If You Can’t Stop Beating Yourself Up, Ask Yourself These 5 Questions

The quality of your life is a direct reflection of the quality of your thoughts. If you would like to feel happy and positive, ask yourself these compelling questions that just may convince you to stop beating yourself up.

1. “Would I say something so hateful to a person I love?”

“A friend is one who knows you and loves you just the same.” — Elbert Hubbard

If you called your best friend an ugly loser who will never amount to anything, how do you think they would react? I bet they would get upset, and maybe even terminate your friendship for being so thoughtless. True friends are willing to offer feedback without mincing words if they feel it is necessary for your personal development, but they don’t do so in a condescending or hateful fashion. Treat yourself likewise, because lasting change cannot come from a place of self-hate.

2. “How would it make me feel if my boss or mentor called me a loser?”

“Don’t find fault, find a remedy.” — Henry Ford

If you make a mistake during your work-day, could you imagine your manager screaming at you for being so stupid? I doubt it, because most people in positions of authority understand the power of positive psychology. Great leaders deliver constructive criticism that empowers their followers to improve, without making them feel like they can’t do anything right. Treat yourself likewise, because it is much more productive to focus on finding solutions than it is to obsess with your shortcomings.

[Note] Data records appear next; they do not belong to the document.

//! Deadline scheduler for the periodic work of the control task.
//!
//! The scheduler notifies a [`TickDelegate`] when an entry comes due;
//! the control task implements the delegate to run a control cycle,
//! hand a snapshot to the telemetry logger or flush settings.
//!
//! ```text
//! ┌──────────────────────────────────────────────────────────────┐
//! │  ┌───────────┐     ┌──────────────┐     ┌───────────────┐    │
//! │  │ Control   │     │ TelemetryLog │     │ SettingsFlush │    │
//! │  │ (1 s)     │     │ (10 s)       │     │ (1 s)         │    │
//! │  └─────┬─────┘     └──────┬───────┘     └───────┬───────┘    │
//! │        ▼                  ▼                     ▼            │
//! │  ┌────────────────────────────────────────────────────────┐  │
//! │  │                    TickDelegate                        │  │
//! │  └───────────────────────┬────────────────────────────────┘  │
//! │                          ▼                                   │
//! │                ControlManager::tick / ...                    │
//! └──────────────────────────────────────────────────────────────┘
//! ```
//!
//! Entries are deadline-driven rather than tick-counted, so the caller
//! may wake early (for a command or a pulse deadline) without skewing
//! the schedule.

use log::{debug, info};

use crate::app::ports::{TickDelegate, TickKind};
use crate::config::SystemConfig;

/// A single periodic entry.
#[derive(Debug, Clone)]
pub struct Schedule {
    /// Human-readable label (e.g. "control").
    pub label: &'static str,
    pub kind: TickKind,
    pub interval_ms: u64,
}

/// Maximum number of concurrent schedules (stack-allocated).
const MAX_SCHEDULES: usize = 4;

/// The scheduler engine.
pub struct Scheduler {
    schedules: [Option<ScheduleEntry>; MAX_SCHEDULES],
}

#[derive(Debug, Clone)]
struct ScheduleEntry {
    schedule: Schedule,
    /// `None` until first poll, which fires immediately.
    next_due_ms: Option<u64>,
}

impl Default for Scheduler {
    fn default() -> Self {
        Self::new()
    }
}

impl Scheduler {
    pub fn new() -> Self {
        Self {
            schedules: [None, None, None, None],
        }
    }

    /// Standard entries for the control task.
    pub fn from_config(config: &SystemConfig) -> Self {
        let mut sched = Self::new();
        let entries = [
            ("control", TickKind::Control, config.control_interval_ms),
            ("telemetry-log", TickKind::TelemetryLog, config.telemetry_log_interval_ms),
            ("settings-flush", TickKind::SettingsFlush, config.control_interval_ms),
        ];
        for (label, kind, interval_ms) in entries {
            sched.add(Schedule {
                label,
                kind,
                interval_ms: u64::from(interval_ms),
            });
        }
        sched
    }

    /// Add a schedule.  Returns the slot index, or `None` if full.
    pub fn add(&mut self, schedule: Schedule) -> Option<usize> {
        let (i, slot) = self
            .schedules
            .iter_mut()
            .enumerate()
            .find(|(_, s)| s.is_none())?;
        info!("Scheduler: added '{}' every {} ms at slot {}", schedule.label, schedule.interval_ms, i);
        *slot = Some(ScheduleEntry {
            schedule,
            next_due_ms: None,
        });
        Some(i)
    }

    /// Fire every entry that is due at `now_ms`, in slot order.
    ///
    /// An entry that fell more than one interval behind fires once and
    /// realigns to `now_ms`; missed periods are not replayed.
    pub fn poll(&mut self, now_ms: u64, delegate: &mut dyn TickDelegate) {
        for entry in self.schedules.iter_mut().flatten() {
            let due = entry.next_due_ms.unwrap_or(now_ms);
            if now_ms < due {
                continue;
            }
            debug!("Scheduler: '{}' due at {}", entry.schedule.label, due);
            delegate.on_tick(entry.schedule.kind, now_ms);
            let interval = entry.schedule.interval_ms.max(1);
            let next = due + interval;
            entry.next_due_ms = Some(if next <= now_ms { now_ms + interval } else { next });
        }
    }

    /// Earliest upcoming deadline.  Entries that never fired are due at `now_ms`.
    pub fn next_due(&self, now_ms: u64) -> Option<u64> {
        self.schedules
            .iter()
            .flatten()
            .map(|e| e.next_due_ms.unwrap_or(now_ms))
            .min()
    }
}

// ═══════════════════════════════════════════════════════════════
//  Tests
// ═══════════════════════════════════════════════════════════════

3. “When has stressing out about a mistake ever made me feel better about myself?”

“The greatest weapon against stress is our ability to choose one thought over another.” — William James

If you spend all of your time stressing out about an unfortunate situation, do you really think you’re going to be able to motivate yourself to find a way out of it? I don’t like your odds, because negative thoughts don’t tend to translate into positive transformation. Positive people don’t subject themselves to a chorus of self-defeating thoughts, because they know they can do anything they set their mind to. Treat yourself likewise, because consistent effort and a refusal to quit is an unbeatable formula for massive success.

4. “Does it really make any sense to agonize over a decision that cannot be reversed?”

“I’d rather regret the things I’ve done than regret the things I haven’t done.” — Lucille Ball

If you consume yourself in depressing thoughts about past events that can’t be undone, do you really think you will ever find the courage to get over it? I know dealing with regret is easier said than done, but you have to develop mental strength today if you want to move forward into a brighter tomorrow. Mentally strong people don’t dwell on past mistakes, because they know the important thing is to make better decisions in the future. Treat yourself likewise, because you must manage your emotions if you want to be happy and successful.

5. “If I’m willing to forgive others for their flaws, why should I expect perfection of myself?”

“Darkness cannot drive out darkness; only light can do that. Hate cannot drive out hate; only love can do that.” — Martin Luther King, Jr.

If you accept other people despite their flaws, don’t you think you should be more forgiving of yourself? I am fascinated by how much easier it is to forgive another person than it is to forgive ourselves. Highly confident people don’t judge other people, because there is more than enough darkness in the world; instead, they strive to be a source of light. Treat yourself likewise, because you won’t achieve much progress worth talking about until you learn how to accept yourself.

Please stop beating yourself up. Life is too short for anxiety and regret. Feel free to share this article with anyone who might find it helpful.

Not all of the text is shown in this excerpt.